● Assignment
In the records below, count every line containing "push". Reply with the number only.

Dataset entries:
>>>
//! Typed access to the view collections.

use std::sync::Arc;
use std::time::Duration;

use serde::Serialize;
use serde::de::DeserializeOwned;

use super::{Collection, StoreError, ViewStore};
use crate::domain::{AdRequest, Pair, Swap};

/// Set of collection replacements committed as one unit.
#[derive(Debug, Default)]
pub struct ViewBatch {
    pairs: Option<Vec<Pair>>,
    swaps: Option<Vec<Swap>>,
    requests: Option<Vec<AdRequest>>,
}

impl ViewBatch {
    /// Creates an empty batch.
    #[must_use]
    pub fn new() -> Self {
        Self::default()
    }

    /// Replaces the pair registry.
    #[must_use]
    pub fn with_pairs(mut self, pairs: Vec<Pair>) -> Self {
        self.pairs = Some(pairs);
        self
    }

    /// Replaces the swap history.
    #[must_use]
    pub fn with_swaps(mut self, swaps: Vec<Swap>) -> Self {
        self.swaps = Some(swaps);
        self
    }

    /// Replaces the request log.
    #[must_use]
    pub fn with_requests(mut self, requests: Vec<AdRequest>) -> Self {
        self.requests = Some(requests);
        self
    }

    /// Returns `true` if the batch replaces nothing.
    #[must_use]
    pub const fn is_empty(&self) -> bool {
        self.pairs.is_none() && self.swaps.is_none() && self.requests.is_none()
    }

    fn into_documents(self) -> Result<Vec<(Collection, serde_json::Value)>, StoreError> {
        let mut documents = Vec::with_capacity(3);
        if let Some(pairs) = self.pairs {
            documents.push((Collection::Pairs, encode(Collection::Pairs, &pairs)?));
        }
        if let Some(swaps) = self.swaps {
            documents.push((Collection::Swaps, encode(Collection::Swaps, &swaps)?));
        }
        if let Some(requests) = self.requests {
            documents.push((Collection::Requests, encode(Collection::Requests, &requests)?));
        }
        Ok(documents)
    }
}

/// Typed, timeout-bounded facade over a [`ViewStore`].
#[derive(Debug, Clone)]
pub struct Views {
    store: Arc<dyn ViewStore>,
    io_timeout: Duration,
}

impl Views {
    /// Wraps a store; every load and commit is bounded by `io_timeout`.
    #[must_use]
    pub fn new(store: Arc<dyn ViewStore>, io_timeout: Duration) -> Self {
        Self { store, io_timeout }
    }

    /// Loads the pair registry, newest first.
    ///
    /// # Errors
    ///
    /// Returns [`StoreError::Corrupt`] if the collection does not decode,
    /// or a transient error on I/O failure or timeout.
    pub async fn pairs(&self) -> Result<Vec<Pair>, StoreError> {
        self.load(Collection::Pairs).await
    }

    /// Loads the swap history in application order.
    ///
    /// # Errors
    ///
    /// See [`Views::pairs`].
    pub async fn swaps(&self) -> Result<Vec<Swap>, StoreError> {
        self.load(Collection::Swaps).await
    }

    /// Loads the request log in submission order.
    ///
    /// # Errors
    ///
    /// See [`Views::pairs`].
    pub async fn requests(&self) -> Result<Vec<AdRequest>, StoreError> {
        self.load(Collection::Requests).await
    }

    /// Commits a batch atomically. Empty batches are a no-op.
    ///
    /// # Errors
    ///
    /// Returns a [`StoreError`] if the batch could not be made durable.
    pub async fn commit(&self, batch: ViewBatch) -> Result<(), StoreError> {
        if batch.is_empty() {
            return Ok(());
        }
        let documents = batch.into_documents()?;
        tokio::time::timeout(self.io_timeout, self.store.commit(documents))
            .await
            .map_err(|_| StoreError::Timeout("commit".to_string()))?
    }

    async fn load<T: DeserializeOwned>(&self, collection: Collection) -> Result<Vec<T>, StoreError> {
        let document = tokio::time::timeout(self.io_timeout, self.store.load(collection))
            .await
            .map_err(|_| StoreError::Timeout(format!("load {collection}")))??;
        match document {
            None => Ok(Vec::new()),
            Some(value) => serde_json::from_value(value).map_err(|e| StoreError::Corrupt {
                collection,
                reason: e.to_string(),
            }),
        }
    }
}

fn encode<T: Serialize>(collection: Collection, records: &[T]) -> Result<serde_json::Value, StoreError> {
    serde_json::to_value(records).map_err(|e| StoreError::Corrupt {
        collection,
        reason: format!("encode failed: {e}"),
    })
}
<<<
● Completed exercise
3